Given data
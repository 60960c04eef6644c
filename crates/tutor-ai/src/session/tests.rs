//! Session behaviour against stub backends.

use std::sync::{Arc, Mutex};

use async_trait::async_trait;
use tutor_common::{Backend, ConfigError};

use super::*;
use crate::instruction::{OPENING_MESSAGE, TUTOR_INSTRUCTION};
use crate::{AiClient, AiError, AiResponse, Speaker, TokenUsage, Turn};

/// Replies with `echo: <last user text>` and records every request.
#[derive(Default)]
struct EchoClient {
    requests: Arc<Mutex<Vec<(String, Vec<Turn>)>>>,
}

#[async_trait]
impl AiClient for EchoClient {
    async fn send_turn(&self, instruction: &str, transcript: &[Turn]) -> Result<AiResponse, AiError> {
        self.requests
            .lock()
            .unwrap()
            .push((instruction.to_string(), transcript.to_vec()));
        let last = transcript.last().map(Turn::text).unwrap_or_default();
        Ok(AiResponse {
            content: format!("echo: {last}"),
            usage: TokenUsage {
                input_tokens: 10,
                output_tokens: 3,
            },
        })
    }
}

struct FailingClient;

#[async_trait]
impl AiClient for FailingClient {
    async fn send_turn(&self, _: &str, _: &[Turn]) -> Result<AiResponse, AiError> {
        Err(AiError::NetworkError("connection refused".into()))
    }
}

fn config() -> SessionConfig {
    SessionConfig::new(Backend::Anthropic, "test-key", "")
}

fn echo_session() -> (Session, Arc<Mutex<Vec<(String, Vec<Turn>)>>>) {
    let client = EchoClient::default();
    let requests = Arc::clone(&client.requests);
    (Session::with_client(config(), Box::new(client)).unwrap(), requests)
}

#[test]
fn create_with_empty_credential_fails_for_both_backends() {
    for backend in Backend::ALL {
        let result = Session::create(SessionConfig::new(backend, "", "whatever"));
        assert!(matches!(result, Err(ConfigError::MissingCredential(b)) if b == backend));
    }
}

#[test]
fn create_with_unknown_backend_identifier_fails() {
    let result = SessionConfig::parse("palm", "key", "").and_then(Session::create);
    assert!(matches!(result, Err(ConfigError::UnknownBackend(_))));
}

#[test]
fn create_builds_each_backend_without_network() {
    for backend in Backend::ALL {
        let session = Session::create(SessionConfig::new(backend, "key", "")).unwrap();
        assert_eq!(session.turn_count(), 0);
        assert_eq!(session.config().backend, backend);
    }
}

#[test]
fn with_client_still_validates_credential() {
    let result = Session::with_client(
        SessionConfig::new(Backend::OpenAi, "", ""),
        Box::new(EchoClient::default()),
    );
    assert!(result.is_err());
}

#[tokio::test]
async fn submit_appends_user_and_assistant_turns() {
    let (mut session, _) = echo_session();

    let outcome = session.submit("hello").await;

    assert!(!outcome.is_error());
    assert!(outcome.text().contains("hello"));
    let history = session.history();
    assert_eq!(history.len(), 2);
    assert_eq!(history[0], Turn::user("hello"));
    assert_eq!(history[1], Turn::assistant("echo: hello"));
}

#[tokio::test]
async fn submit_sends_fixed_instruction_and_full_transcript() {
    let (mut session, requests) = echo_session();

    session.submit("one").await;
    session.submit("two").await;

    let requests = requests.lock().unwrap();
    assert_eq!(requests.len(), 2);
    assert!(requests.iter().all(|(instruction, _)| instruction == TUTOR_INSTRUCTION));
    assert_eq!(requests[0].1.len(), 1);
    assert_eq!(requests[1].1.len(), 3);
    assert_eq!(requests[1].1[0], Turn::user("one"));
    assert_eq!(requests[1].1[2], Turn::user("two"));
}

#[tokio::test]
async fn failed_submit_appends_only_the_user_turn() {
    let mut session = Session::with_client(config(), Box::new(FailingClient)).unwrap();

    let outcome = session.submit("x").await;

    assert!(outcome.text().starts_with("Sorry, I encountered an error:"));
    assert!(outcome.text().contains("connection refused"));
    assert!(outcome.is_error());
    assert_eq!(session.turn_count(), 1);
    assert_eq!(session.last_turn(), Some(&Turn::user("x")));
}

#[tokio::test]
async fn transcript_grows_by_two_per_success_and_one_per_failure() {
    let (mut ok, _) = echo_session();
    let mut failing = Session::with_client(config(), Box::new(FailingClient)).unwrap();

    for i in 0..4 {
        let before = ok.turn_count();
        ok.submit(format!("msg {i}")).await;
        assert_eq!(ok.turn_count(), before + 2);

        let before = failing.turn_count();
        failing.submit(format!("msg {i}")).await;
        assert_eq!(failing.turn_count(), before + 1);
    }
}

#[tokio::test]
async fn open_sends_the_opening_message() {
    let (mut session, _) = echo_session();

    let greeting = session.open().await;

    assert_eq!(greeting.text(), format!("echo: {OPENING_MESSAGE}"));
    let history = session.history();
    assert_eq!(history[0].speaker(), Speaker::User);
    assert_eq!(history[0].text(), OPENING_MESSAGE);
    assert_eq!(history[1].speaker(), Speaker::Assistant);
}

#[tokio::test]
async fn reset_clears_transcript_and_keeps_config() {
    let (mut session, requests) = echo_session();
    session.submit("a").await;
    session.submit("b").await;

    session.reset();

    assert_eq!(session.turn_count(), 0);
    assert_eq!(session.config().backend, Backend::Anthropic);
    assert_eq!(session.config().credential, "test-key");

    session.submit("c").await;
    let requests = requests.lock().unwrap();
    assert_eq!(requests.last().unwrap().1, vec![Turn::user("c")]);
    assert_eq!(session.turn_count(), 2);
}

#[tokio::test]
async fn history_is_a_copy() {
    let (mut session, _) = echo_session();
    session.submit("hello").await;

    let mut copy = session.history();
    copy.clear();

    assert_eq!(session.turn_count(), 2);
}

#[tokio::test]
async fn usage_is_tracked_per_backend() {
    let (mut session, _) = echo_session();
    session.submit("a").await;
    session.submit("b").await;

    let tracker = session.tracker();
    assert_eq!(tracker.call_count(), 2);
    assert_eq!(tracker.total().input_tokens, 20);
    assert_eq!(tracker.for_provider("anthropic").unwrap().output_tokens, 6);

    session.reset();
    assert_eq!(session.tracker().call_count(), 2);
}

#[tokio::test]
async fn failed_calls_are_not_counted_as_usage() {
    let mut session = Session::with_client(config(), Box::new(FailingClient)).unwrap();
    session.submit("x").await;
    assert_eq!(session.tracker().call_count(), 0);
}

#[tokio::test]
async fn export_writes_transcript() {
    let (mut session, _) = echo_session();
    session.submit("x").await;

    let dir = tempfile::tempdir().unwrap();
    let path = dir.path().join("log.txt");
    session.export(&path).unwrap();

    let content = std::fs::read_to_string(&path).unwrap();
    assert!(content.contains("You: x\n\n"));
    assert!(content.contains("Tutor: echo: x\n\n"));
}
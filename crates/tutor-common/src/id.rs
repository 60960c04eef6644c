use serde::{Deserialize, Serialize};
use std::fmt;

pub fn new_id() -> String {
    uuid::Uuid::new_v4().to_string()
}

/// Key of a conversation session in a session store.
#[derive(Debug, Clone, PartialEq, Eq, Hash, Serialize, Deserialize)]
pub struct SessionId(String);

impl SessionId {
    pub fn new() -> Self {
        Self(new_id())
    }

    pub fn as_str(&self) -> &str {
        &self.0
    }
}

impl Default for SessionId {
    fn default() -> Self {
        Self::new()
    }
}

impl fmt::Display for SessionId {
    fn fmt(&self, f: &mut fmt::Formatter<'_>) -> fmt::Result {
        write!(f, "{}", self.0)
    }
}
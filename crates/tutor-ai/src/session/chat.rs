//! Async chat methods for Session.

use tracing::{debug, warn};

use crate::instruction::{OPENING_MESSAGE, TUTOR_INSTRUCTION};
use crate::Turn;

use super::manager::Session;
use super::outcome::SubmitOutcome;

impl Session {
    /// Append a user turn and ask the backend for the next assistant turn.
    ///
    /// On failure no assistant turn is appended and the outcome carries an
    /// apology text plus the structured error.
    pub async fn submit(&mut self, message: impl Into<String>) -> SubmitOutcome {
        self.transcript.push(Turn::user(message));

        match self.client.send_turn(TUTOR_INSTRUCTION, &self.transcript).await {
            Ok(response) => {
                self.tracker.record(self.config.backend.as_str(), &response.usage);
                debug!(
                    turns = self.transcript.len() + 1,
                    output_tokens = response.usage.output_tokens,
                    "Backend reply received"
                );
                self.transcript.push(Turn::assistant(response.content.clone()));
                SubmitOutcome::reply(response.content)
            }
            Err(e) => {
                warn!(backend = %self.config.backend, error = %e, "Backend call failed");
                SubmitOutcome::failed(e)
            }
        }
    }

    /// Send the synthetic opening message so the tutor introduces itself.
    pub async fn open(&mut self) -> SubmitOutcome {
        self.submit(OPENING_MESSAGE).await
    }
}
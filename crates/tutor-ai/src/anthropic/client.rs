//! Anthropic client struct, request building, and response parsing.

use serde_json::json;
use tutor_common::ConfigError;

use crate::{http, AiError, AiResponse, TokenUsage, Turn};

use super::config::AnthropicConfig;

pub(crate) const ANTHROPIC_VERSION: &str = "2023-06-01";

/// Anthropic API client.
pub struct AnthropicClient {
    pub(crate) config: AnthropicConfig,
    pub(crate) http: reqwest::Client,
}

impl AnthropicClient {
    pub fn new(config: AnthropicConfig) -> Result<Self, ConfigError> {
        let http = http::build_client(config.timeout)?;
        Ok(Self { config, http })
    }

    pub fn config(&self) -> &AnthropicConfig {
        &self.config
    }

    /// Build the JSON request body for the Messages API.
    pub(crate) fn build_request_body(&self, instruction: &str, transcript: &[Turn]) -> serde_json::Value {
        let messages: Vec<_> = transcript
            .iter()
            .map(|turn| {
                json!({
                    "role": turn.speaker().role(),
                    "content": turn.text(),
                })
            })
            .collect();

        json!({
            "model": self.config.model,
            "max_tokens": self.config.max_tokens,
            "system": instruction,
            "messages": messages,
        })
    }

    /// Parse a Messages API response. The reply is the first text block.
    pub(crate) fn parse_response(&self, json: serde_json::Value) -> Result<AiResponse, AiError> {
        let content = json["content"]
            .as_array()
            .and_then(|blocks| {
                blocks.iter().find_map(|b| {
                    if b["type"] == "text" {
                        b["text"].as_str().map(String::from)
                    } else {
                        None
                    }
                })
            })
            .ok_or_else(|| AiError::ParseError("no text content in response".to_string()))?;

        let usage = TokenUsage {
            input_tokens: json["usage"]["input_tokens"].as_u64().unwrap_or(0),
            output_tokens: json["usage"]["output_tokens"].as_u64().unwrap_or(0),
        };

        Ok(AiResponse { content, usage })
    }
}
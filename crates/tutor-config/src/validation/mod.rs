//! Full configuration validation.
//!
//! Checks numeric ranges and string fields, collecting every problem
//! into a single `ConfigError`. `repair` additionally puts each offending
//! field back to its default so the rest of the file still applies.

mod helpers;


use crate::schema::{ProviderConfig, RequestConfig, TutorConfig};
use tutor_common::ConfigError;

use helpers::{validate_http_url, validate_non_empty, validate_range, validate_range_f64};

/// Run all validations on a config, collecting all errors.
pub fn validate(config: &TutorConfig) -> Result<(), ConfigError> {
    match repair(&mut config.clone()) {
        Some(e) => Err(e),
        None => Ok(()),
    }
}

/// Reset every invalid field to its default.
///
/// Returns the collected validation error when anything was reset. The
/// backend identifier is left alone; it is checked where the session is
/// configured so an unknown backend aborts startup.
pub fn repair(config: &mut TutorConfig) -> Option<ConfigError> {
    let defaults = TutorConfig::default();
    let mut errors: Vec<String> = Vec::new();

    repair_provider(&mut errors, &mut config.provider, &defaults.provider);
    repair_request(&mut errors, &mut config.request, &defaults.request);
    if !validate_non_empty(&mut errors, "export.path", &config.export.path) {
        config.export.path = defaults.export.path;
    }

    if errors.is_empty() {
        None
    } else {
        Some(ConfigError::ValidationError(errors.join("; ")))
    }
}

fn repair_provider(errors: &mut Vec<String>, provider: &mut ProviderConfig, defaults: &ProviderConfig) {
    if !validate_non_empty(errors, "provider.anthropic_model", &provider.anthropic_model) {
        provider.anthropic_model = defaults.anthropic_model.clone();
    }
    if !validate_non_empty(errors, "provider.openai_model", &provider.openai_model) {
        provider.openai_model = defaults.openai_model.clone();
    }
    if !validate_http_url(errors, "provider.anthropic_base_url", provider.anthropic_base_url.as_deref()) {
        provider.anthropic_base_url = None;
    }
    if !validate_http_url(errors, "provider.openai_base_url", provider.openai_base_url.as_deref()) {
        provider.openai_base_url = None;
    }
}

fn repair_request(errors: &mut Vec<String>, request: &mut RequestConfig, defaults: &RequestConfig) {
    if !validate_range(errors, "request.max_tokens", request.max_tokens, 1, 8192) {
        request.max_tokens = defaults.max_tokens;
    }
    if !validate_range_f64(errors, "request.temperature", request.temperature, 0.0, 2.0) {
        request.temperature = defaults.temperature;
    }
    if !validate_range(errors, "request.timeout_secs", request.timeout_secs, 5, 600) {
        request.timeout_secs = defaults.timeout_secs;
    }
}
//! Presentation shell: owns at most one session and renders its transcript.

use colored::Colorize;
use tutor_ai::{Session, SessionConfig, Speaker, SubmitOutcome, Turn, OPENING_MESSAGE};
use tutor_common::ConfigError;

/// Builds a session from configuration.
pub type SessionFactory = Box<dyn Fn(SessionConfig) -> Result<Session, ConfigError> + Send + Sync>;

/// Chat front-end state.
pub struct Shell {
    session: Option<Session>,
    factory: SessionFactory,
    color: bool,
}

impl Shell {
    pub fn new(color: bool) -> Self {
        Self::with_factory(color, Box::new(Session::create))
    }

    pub fn with_factory(color: bool, factory: SessionFactory) -> Self {
        Self {
            session: None,
            factory,
            color,
        }
    }

    pub fn is_active(&self) -> bool {
        self.session.is_some()
    }

    pub fn session(&self) -> Option<&Session> {
        self.session.as_ref()
    }

    /// Create a session from `config` and elicit the tutor's introduction.
    pub async fn start(&mut self, config: SessionConfig) -> Result<SubmitOutcome, ConfigError> {
        let session = (self.factory)(config)?;
        Ok(self.attach(session).await)
    }

    /// Adopt an already-built session and send the opening message.
    pub async fn attach(&mut self, session: Session) -> SubmitOutcome {
        self.session.insert(session).open().await
    }

    /// Relay one message. `None` without a session or for blank input.
    pub async fn send(&mut self, message: &str) -> Option<SubmitOutcome> {
        let message = message.trim();
        if message.is_empty() {
            return None;
        }
        let session = self.session.as_mut()?;
        Some(session.submit(message).await)
    }

    /// Discard the session entirely so a new one can be started.
    pub fn reset(&mut self) {
        self.session = None;
    }

    /// Whole transcript as labelled blocks, without the synthetic opening turn.
    pub fn render(&self) -> String {
        let Some(session) = self.session.as_ref() else {
            return String::new();
        };
        let history = session.history();
        let skip = match history.first() {
            Some(first) if is_opening(first) => 1,
            _ => 0,
        };
        history
            .iter()
            .skip(skip)
            .map(|turn| self.render_block(turn.speaker(), turn.text()))
            .collect()
    }

    /// One labelled block followed by a blank line.
    pub fn render_block(&self, speaker: Speaker, text: &str) -> String {
        let label = format!("{}:", speaker.label());
        let label = match (self.color, speaker) {
            (false, _) => label,
            (true, Speaker::User) => label.cyan().bold().to_string(),
            (true, Speaker::Assistant) => label.green().bold().to_string(),
        };
        format!("{label}\n{text}\n\n")
    }
}

fn is_opening(turn: &Turn) -> bool {
    turn.speaker() == Speaker::User && turn.text() == OPENING_MESSAGE
}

Task instructions
Scan the records above for the word "derive". Show each line in which it appears.

Problem solution
#[derive(Default)]
#[derive(Debug, Clone, PartialEq, Eq, Hash, Serialize, Deserialize)]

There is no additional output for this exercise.